Commenting on the losses, the Lawsons said they had struggled with “continuing friction” since the end of the Brexit transition period at the start of 2021.

“The day to day issues in fulfilling orders have dominated most of our trade relationships with the EU,” the couple who set up the business in 2013 after a “fruitless bike hunt for their own two children” wrote.

“The business was hit by an unexpected import duty of 47.5 per cent, applied to most of our componentry, after the UK left the EU. Prior to this, we had an EU manufacturer’s suspension. A full exemption was granted in November 2021, but not refunded, and the 10 months of additional duties (Anti-Dumping Duties) cost us £1.5m from Jan to November 21, and caused the business to make a loss.

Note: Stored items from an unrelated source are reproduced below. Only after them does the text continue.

// SPDX-License-Identifier: BUSL-1.1
// Copyright (c) 2026 Alfred Jean LLC

//! In-memory process registry: the source of truth for runtime state.
//! Persisted task configuration never lives here.

use parking_lot::Mutex;
use std::collections::HashMap;
use std::path::PathBuf;
use std::sync::Arc;
use std::time::SystemTime;
use wd_core::{LogBuffer, TaskId};
use wd_shell::ExitInfo;

/// Runtime status of a live entry, independent of the task's persisted
/// configuration.
#[derive(Debug, Clone, Copy, PartialEq, Eq, serde::Serialize)]
#[serde(rename_all = "lowercase")]
pub enum Status {
    Running,
    Stopped,
}

impl Status {
    pub fn as_str(&self) -> &'static str {
        match self {
            Status::Running => "running",
            Status::Stopped => "stopped",
        }
    }
}

/// The registry's record for a task that is currently or was recently
/// spawned. Outlives the child: a stopped entry retains its last exit
/// info and log buffers until overwritten or removed.
pub struct LiveEntry {
    pub pid: u32,
    pub status: Status,
    pub command: String,
    pub working_directory: PathBuf,
    pub environment: HashMap<String, String>,
    pub started_at: SystemTime,
    pub last_exit: Option<ExitInfo>,
    pub logs: Arc<Mutex<LogBuffer>>,
}

/// Thread-safe map from task id to live entry, plus a per-id async mutex
/// used to serialize start/stop/restart so distinct ids proceed in
/// parallel while same-id operations queue.
#[derive(Default)]
pub struct ProcessRegistry {
    entries: Mutex<HashMap<TaskId, LiveEntry>>,
    locks: Mutex<HashMap<TaskId, Arc<tokio::sync::Mutex<()>>>>,
}

impl ProcessRegistry {
    pub fn new() -> Self {
        Self::default()
    }

    /// The per-task-id lock, created on first use and reused afterward.
    pub fn task_lock(&self, id: &TaskId) -> Arc<tokio::sync::Mutex<()>> {
        self.locks
            .lock()
            .entry(id.clone())
            .or_insert_with(|| Arc::new(tokio::sync::Mutex::new(())))
            .clone()
    }

    pub fn insert(&self, id: TaskId, entry: LiveEntry) {
        self.entries.lock().insert(id, entry);
    }

    pub fn remove(&self, id: &TaskId) -> Option<LiveEntry> {
        self.entries.lock().remove(id)
    }

    /// Flip an entry to `stopped` and record its exit info, if the entry
    /// still exists (it may have been replaced by a newer start/restart
    /// in the meantime, in which case this is a no-op on the old entry).
    pub fn mark_stopped(&self, id: &TaskId, exit: ExitInfo) {
        if let Some(entry) = self.entries.lock().get_mut(id) {
            entry.status = Status::Stopped;
            entry.last_exit = Some(exit);
        }
    }

    pub fn is_running(&self, id: &TaskId) -> bool {
        matches!(
            self.entries.lock().get(id),
            Some(LiveEntry {
                status: Status::Running,
                ..
            })
        )
    }

    /// `(running, status, pid)` for an HTTP status response. No entry at
    /// all is reported the same as a stopped one with no pid.
    pub fn status(&self, id: &TaskId) -> (bool, Status, Option<u32>) {
        match self.entries.lock().get(id) {
            Some(entry) => (entry.status == Status::Running, entry.status, Some(entry.pid)),
            None => (false, Status::Stopped, None),
        }
    }

    pub fn pid(&self, id: &TaskId) -> Option<u32> {
        self.entries.lock().get(id).map(|e| e.pid)
    }

    /// The command/cwd/environment of the current (possibly stopped)
    /// live entry, used by `restart` to reuse a previous invocation when
    /// the caller supplies no explicit `start_command`.
    pub fn current_invocation(&self, id: &TaskId) -> Option<(String, PathBuf, HashMap<String, String>)> {
        self.entries
            .lock()
            .get(id)
            .map(|e| (e.command.clone(), e.working_directory.clone(), e.environment.clone()))
    }

    pub fn logs(&self, id: &TaskId) -> (Vec<String>, Vec<String>) {
        match self.entries.lock().get(id) {
            Some(entry) => entry.logs.lock().snapshot(),
            None => (Vec::new(), Vec::new()),
        }
    }

    pub fn clear_logs(&self, id: &TaskId) {
        if let Some(entry) = self.entries.lock().get(id) {
            entry.logs.lock().clear();
        }
    }

    /// `(id, pid)` for every entry currently running, so orderly
    /// shutdown can iterate and tree-terminate each.
    pub fn running_entries(&self) -> Vec<(TaskId, u32)> {
        self.entries
            .lock()
            .iter()
            .filter(|(_, entry)| entry.status == Status::Running)
            .map(|(id, entry)| (id.clone(), entry.pid))
            .collect()
    }
}

#[cfg(test)]
#[path = "registry_tests.rs"]
mod tests;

Frog Bikes’ EU audit was delayed due to Covid, meaning the suspension from Anti-Dumping Duties granted for 2019 was not accounted for, something the company is still awaiting a refund for.

Frog Tadpole Kids Balance Bike
Frog Tadpole Kids Balance Bike (Image Credit: Farrelly Atkinson)

“After lots of lobbying through Trade Remedies and with various MPs, in November 2021 it was laid in UK law that Frog Bikes was granted an ADD exemption,” the Lawsons continued.

“However for the prior ten months the cost of these duties to us was about £1.5m. For a relatively small business, this was an enormous cost to have to absorb, akin to our entire wage bill for a year.”

The lack of refund meant Frog Bikes also had to go back to its results for the 2021 financial year and restate the pre-tax profit of £249,016 as a loss of £7,474.

“Non-tariff barriers have increased our costs to deliver to our key European markets,” the Lawsons said, noting “we compete against European brands which do not suffer from these barriers” and hoping they can find a solution that will “get bikes into the EU without our stores having to incur customs and pay VAT”.

> Brexit and the bike industry: we ask UK brands, retailers and distributors how the new rules are affecting them

“I couldn’t say there was anything positive,” Jerry Lawson said about Brexit in April 2021. “There’s extra paperwork, and there are extra costs. And there’s a whole lot of unknown.

“The paperwork is also incredible. To begin with, some of the countries wanted the paperwork in their language. Now we send them a commercial invoice with a whole lot of customs information. Plus, it’s four or five times we have to print it.”

Earlier this month Brompton’s CEO bemoaned “bloody Brexit” during an at length interview about the state of play in the bike industry. Will Butler-Adams noted the folding bike manufacturer’s pre-tax profits for the last financial year were down 24 per cent to £7.3 million despite revenues rising 40 per cent.

But it is not just the b-word, of course, and Butler-Adams also outlined a combination of factors, including Brompton’s supply chain being affected by the Russian invasion of Ukraine and tensions between China and Taiwan, with both Ukraine and Taiwan producing titanium used in the folding bikes’ frames. On top of that there are the ongoing effects of the Covid pandemic, rising energy bills and a cost of living crisis.